//! Ordering, publishing and soft-delete operations shared by every
//! [`ContentTable`].
//!
//! Entity repos own their column lists and typed queries; the operations
//! here only touch `id`, `sort_order`, `is_active` and `deleted_at`, which
//! every content table has.
//!
//! Anything that reads the current order and writes a position based on it
//! (create, reorder, move, restore) runs inside a transaction holding the
//! table's ordering lock, so concurrent writers see each other's results.

use sqlx::{PgPool, Postgres, Transaction};
use vitrine_core::ordering::{next_position, renumber, SortAssignment};
use vitrine_core::types::DbId;

use crate::content_table::ContentTable;

/// Provides table-generic operations for sortable content.
pub struct SortableRepo;

impl SortableRepo {
    /// Ids of all live (non-deleted) rows in display order.
    pub async fn live_ids(pool: &PgPool, table: ContentTable) -> Result<Vec<DbId>, sqlx::Error> {
        let query = format!(
            "SELECT id FROM {} WHERE deleted_at IS NULL ORDER BY sort_order, id",
            table.table()
        );
        sqlx::query_scalar::<_, DbId>(&query).fetch_all(pool).await
    }

    /// Take the ordering lock for `table` until `tx` ends.
    pub async fn lock_ordering(
        tx: &mut Transaction<'_, Postgres>,
        table: ContentTable,
    ) -> Result<(), sqlx::Error> {
        sqlx::query("SELECT pg_advisory_xact_lock(hashtext($1))")
            .bind(format!("vitrine.sort_order.{}", table.table()))
            .execute(&mut **tx)
            .await?;
        Ok(())
    }

    /// The `sort_order` a newly created row should get to land last.
    ///
    /// Takes the ordering lock, so the caller's INSERT must run in the same
    /// transaction.
    pub async fn next_sort_order(
        tx: &mut Transaction<'_, Postgres>,
        table: ContentTable,
    ) -> Result<i32, sqlx::Error> {
        Self::lock_ordering(tx, table).await?;
        let query = format!(
            "SELECT MAX(sort_order) FROM {} WHERE deleted_at IS NULL",
            table.table()
        );
        let max: Option<i32> = sqlx::query_scalar(&query).fetch_one(&mut **tx).await?;
        Ok(next_position(max))
    }

    /// Rewrite the order of the whole table.
    ///
    /// `plan` receives the live ids in their current order and returns the
    /// new order; it runs under the ordering lock, so the ids it validates
    /// against are the ids that get renumbered. An `Err` from `plan` rolls
    /// back and is returned as-is.
    pub async fn reorder<F, E>(
        pool: &PgPool,
        table: ContentTable,
        plan: F,
    ) -> Result<Vec<SortAssignment>, E>
    where
        F: FnOnce(&[DbId]) -> Result<Vec<DbId>, E>,
        E: From<sqlx::Error>,
    {
        let mut tx = pool.begin().await?;
        Self::lock_ordering(&mut tx, table).await?;

        let select = format!(
            "SELECT id FROM {} WHERE deleted_at IS NULL ORDER BY sort_order, id FOR UPDATE",
            table.table()
        );
        let live: Vec<DbId> = sqlx::query_scalar(&select).fetch_all(&mut *tx).await?;

        let assignments = renumber(&plan(&live)?);
        let rows = Self::apply_order(&mut tx, table, &assignments).await?;
        tx.commit().await?;

        tracing::debug!(table = table.table(), rows, "Applied sort order");
        Ok(assignments)
    }

    /// Write new sort orders in one statement. Returns the number of rows
    /// updated.
    async fn apply_order(
        tx: &mut Transaction<'_, Postgres>,
        table: ContentTable,
        assignments: &[SortAssignment],
    ) -> Result<u64, sqlx::Error> {
        if assignments.is_empty() {
            return Ok(0);
        }

        let ids: Vec<DbId> = assignments.iter().map(|a| a.id).collect();
        let orders: Vec<i32> = assignments.iter().map(|a| a.sort_order).collect();

        let query = format!(
            "UPDATE {t} AS c SET sort_order = v.sort_order \
             FROM UNNEST($1::BIGINT[], $2::INTEGER[]) AS v(id, sort_order) \
             WHERE c.id = v.id AND c.deleted_at IS NULL",
            t = table.table()
        );
        let result = sqlx::query(&query)
            .bind(&ids)
            .bind(&orders)
            .execute(&mut **tx)
            .await?;
        Ok(result.rows_affected())
    }

    /// Flip `is_active` (publish / unpublish).
    ///
    /// Returns the new value, or `None` if no live row has this id.
    pub async fn toggle_active(
        pool: &PgPool,
        table: ContentTable,
        id: DbId,
    ) -> Result<Option<bool>, sqlx::Error> {
        let query = format!(
            "UPDATE {} SET is_active = NOT is_active \
             WHERE id = $1 AND deleted_at IS NULL \
             RETURNING is_active",
            table.table()
        );
        sqlx::query_scalar::<_, bool>(&query)
            .bind(id)
            .fetch_optional(pool)
            .await
    }

    /// Soft-delete a row. Returns `false` if it was already deleted or missing.
    pub async fn soft_delete(
        pool: &PgPool,
        table: ContentTable,
        id: DbId,
    ) -> Result<bool, sqlx::Error> {
        let query = format!(
            "UPDATE {} SET deleted_at = NOW() WHERE id = $1 AND deleted_at IS NULL",
            table.table()
        );
        let result = sqlx::query(&query).bind(id).execute(pool).await?;
        Ok(result.rows_affected() > 0)
    }

    /// Restore a soft-deleted row, placing it after the current last row.
    ///
    /// Returns `false` if the row is not in the trash.
    pub async fn restore(pool: &PgPool, table: ContentTable, id: DbId) -> Result<bool, sqlx::Error> {
        let query = format!(
            "UPDATE {t} SET deleted_at = NULL, \
                sort_order = (SELECT COALESCE(MAX(sort_order) + 1, 0) FROM {t} WHERE deleted_at IS NULL) \
             WHERE id = $1 AND deleted_at IS NOT NULL",
            t = table.table()
        );
        let mut tx = pool.begin().await?;
        Self::lock_ordering(&mut tx, table).await?;
        let result = sqlx::query(&query).bind(id).execute(&mut *tx).await?;
        tx.commit().await?;
        Ok(result.rows_affected() > 0)
    }

    /// Permanently delete a row that is already in the trash.
    pub async fn hard_delete(
        pool: &PgPool,
        table: ContentTable,
        id: DbId,
    ) -> Result<bool, sqlx::Error> {
        let query = format!(
            "DELETE FROM {} WHERE id = $1 AND deleted_at IS NOT NULL",
            table.table()
        );
        let result = sqlx::query(&query).bind(id).execute(pool).await?;
        Ok(result.rows_affected() > 0)
    }
}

----

(Task description): When a line of the material holds the string "bind", copy that line.

(Answer below):
            .bind(format!("vitrine.sort_order.{}", table.table()))
            .bind(&ids)
            .bind(&orders)
            .bind(id)
        let result = sqlx::query(&query).bind(id).execute(pool).await?;
        let result = sqlx::query(&query).bind(id).execute(&mut *tx).await?;
        let result = sqlx::query(&query).bind(id).execute(pool).await?;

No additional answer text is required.